1. rate/water level word problem

a trough has a triangular cross section. The trough is 6 ft across the top, 6 ft deep, and 16 ft long. Water is being pumped into the trough at the rate of 4ft^3 per minute. Find the rate at which the height of the water is increasing at the instant that the height is 4 ft.

2. Originally Posted by shepherdm1270
a trough has a triangular cross section. The trough is 6 ft across the top, 6 ft deep, and 16 ft long. Water is being pumped into the trough at the rate of 4ft^3 per minute. Find the rate at which the height of the water is increasing at the instant that the height is 4 ft.

We need to figure out the volume of the trough

$\displaystyle V=A_{base}\cdot l$

To find the area of the base we need to use similar triangles
3
*******
* b *
6*** *
* *
x *
*
so $\displaystyle \frac{x}{6}=\frac{b}{3} \iff b=\frac{1}{2}x$

The area is $\displaystyle 2 \frac{1}{2}x \cdot b=x \cdot \frac{1}{2}x=\frac{x^2}{2}$

So the Volume is $\displaystyle V=\frac{x^2}{2} \cdot 16=8x^2$

$\displaystyle \frac{dV}{dt}=16x\frac{dx}{dt} \iff \frac{1}{16x}\frac{dV}{dt}=\frac{dx}{dt}$

We want to find $\displaystyle \frac{dx}{dt}$ and we know $\displaystyle \frac{dV}{dt}=4 \mbox{ when } h=4$

$\displaystyle \frac{dx}{dt}=\frac{1}{16(4)} \cdot 4=\frac{1}{16}$

3. Originally Posted by shepherdm1270
a trough has a triangular cross section. The trough is 6 ft across the top, 6 ft deep, and 16 ft long. Water is being pumped into the trough at the rate of 4ft^3 per minute. Find the rate at which the height of the water is increasing at the instant that the height is 4 ft.
A similar problem that might be of interest is discussed at this thread.
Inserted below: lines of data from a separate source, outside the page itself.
//! Completion queue
//!
//! Asynchronous operations report their completion as tagged events on a
//! queue which the engine polls with a bounded wait.

use std::time::Duration;
use tokio::sync::mpsc;

/// Identifies which phase of the call an operation belongs to
#[derive(Debug, Clone, Copy, PartialEq, Eq, Hash)]
pub enum RequestTag {
    /// The call initiation
    StartCall,
    /// One message read
    Read,
    /// Retrieval of the final status
    Finish,
}

/// Result of one read operation
#[derive(Debug)]
pub enum ReadOutcome<T> {
    /// A message was received
    Item(T),
    /// The server closed the stream normally
    EndOfStream,
    /// The stream broke before a normal end
    Failed(tonic::Status),
}

/// A completed operation
#[derive(Debug)]
pub enum CompletionEvent<T> {
    /// The call initiation completed
    StartCall(Result<(), tonic::Status>),
    /// A read completed
    Read(ReadOutcome<T>),
    /// The final status is available
    Finish(tonic::Status),
}

impl<T> CompletionEvent<T> {
    /// Tag of the operation that completed
    pub fn tag(&self) -> RequestTag {
        match self {
            CompletionEvent::StartCall(_) => RequestTag::StartCall,
            CompletionEvent::Read(_) => RequestTag::Read,
            CompletionEvent::Finish(_) => RequestTag::Finish,
        }
    }

    /// Whether the operation succeeded
    pub fn succeeded(&self) -> bool {
        match self {
            CompletionEvent::StartCall(result) => result.is_ok(),
            CompletionEvent::Read(outcome) => matches!(outcome, ReadOutcome::Item(_)),
            CompletionEvent::Finish(status) => status.code() == tonic::Code::Ok,
        }
    }
}

/// Result of waiting on the queue
#[derive(Debug)]
pub enum NextStatus<T> {
    /// Every producer is gone and the queue is drained
    Shutdown,
    /// Nothing completed within the wait
    Timeout,
    /// An operation completed
    GotEvent(CompletionEvent<T>),
}

/// Producer side of a completion queue
#[derive(Debug)]
pub struct CompletionSender<T> {
    inner: mpsc::UnboundedSender<CompletionEvent<T>>,
}

impl<T> Clone for CompletionSender<T> {
    fn clone(&self) -> Self {
        Self {
            inner: self.inner.clone(),
        }
    }
}

impl<T> CompletionSender<T> {
    /// Post a completed operation; false once the queue is gone
    pub fn post(&self, event: CompletionEvent<T>) -> bool {
        self.inner.send(event).is_ok()
    }
}

/// Consumer side of a completion queue
#[derive(Debug)]
pub struct CompletionQueue<T> {
    receiver: mpsc::UnboundedReceiver<CompletionEvent<T>>,
}

impl<T> CompletionQueue<T> {
    /// Create a queue together with its first producer
    ///
    /// The queue shuts down once every producer has been dropped.
    pub fn new() -> (Self, CompletionSender<T>) {
        let (inner, receiver) = mpsc::unbounded_channel();
        (Self { receiver }, CompletionSender { inner })
    }

    /// Wait at most `timeout` for the next completed operation
    pub async fn async_next(&mut self, timeout: Duration) -> NextStatus<T> {
        match tokio::time::timeout(timeout, self.receiver.recv()).await {
            Ok(Some(event)) => NextStatus::GotEvent(event),
            Ok(None) => NextStatus::Shutdown,
            Err(_) => NextStatus::Timeout,
        }
    }
}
4. ok, so what is the rate though. 1/16 whats? ft^3?

5. Originally Posted by shepherdm1270
ok, so what is the rate though. 1/16 whats? ft^3?

$\displaystyle \frac{dx}{dt}=\frac{1}{16 \mbox{ft}(4 \mbox{ft})} \cdot \frac{4 ( \mbox{ft})^3}{min}=\frac{1}{16}\frac{\mbox{ft}}{\m box{min}}$

6. An acknowledgement - Thanks for that!, say - of the given solution, followed by asking
Originally Posted by shepherdm1270
ok, so what is the rate though. 1/16 whats? ft^3?
would not be inappropriate here.

Also: TheEmptySet did all the work! Seriously - if you've taken the effort to actually understand his/her solution (as opposed to just copying it out) surely you can do that one small thing and work out the unit yourself.

I ask: How can dx/dt possibly have a unit of volume?

7. May I show you a short cut to these types of related rates problems?.

By making the observation that the rate of change of volume is equal to the cross-sectional area at that instant times the rate of change of the height.

$\displaystyle \frac{dV}{dt}=A(t)\cdot\frac{dh}{dt}$

$\displaystyle \frac{dh}{dt}=\frac{\frac{dV}{dt}}{A(t)}$

We know that dV/dt=4.

The area of the water surface, A(t), when it is 4 feet deep is just a rectangle with area 16*4=64.

So, we have $\displaystyle \frac{dh}{dt}=\frac{4}{64}=\frac{1}{16}$

8. Originally Posted by galactus
May I show you a short cut to these types of related rates problems?.

By making the observation that the rate of change of volume is equal to the cross-sectional area at that instant times the rate of change of the height.

$\displaystyle \frac{dV}{dt}=A(t)\cdot\frac{dh}{dt}$

$\displaystyle \frac{dh}{dt}=\frac{\frac{dV}{dt}}{A(t)}$

We know that dV/dt=4.

The area of the water surface, A(t), when it is 4 feet deep is just a rectangle with area 16*4=64.

So, we have $\displaystyle \frac{dh}{dt}=\frac{4}{64}=\frac{1}{16}$
But what's the unit, galactus!

9. Oh...I forgot.

It's $\displaystyle \frac{1}{16} \;\ N\cdot{m^{2}}/kg^{2}$

Oops.....that's gravity. I always get that and $\displaystyle ft/min$ mixed up.

10. see - this all looks like gibberish to me. My mind can not conceptualize math terms whatsoever. I have a 4.0, and calculus is killin me right now... i've never had something i couldn't figure out, but calculus baffles me. And it's extremely frustrating. So thanks for all your help. I only hope I can recreate it on the final. *crosses fingers*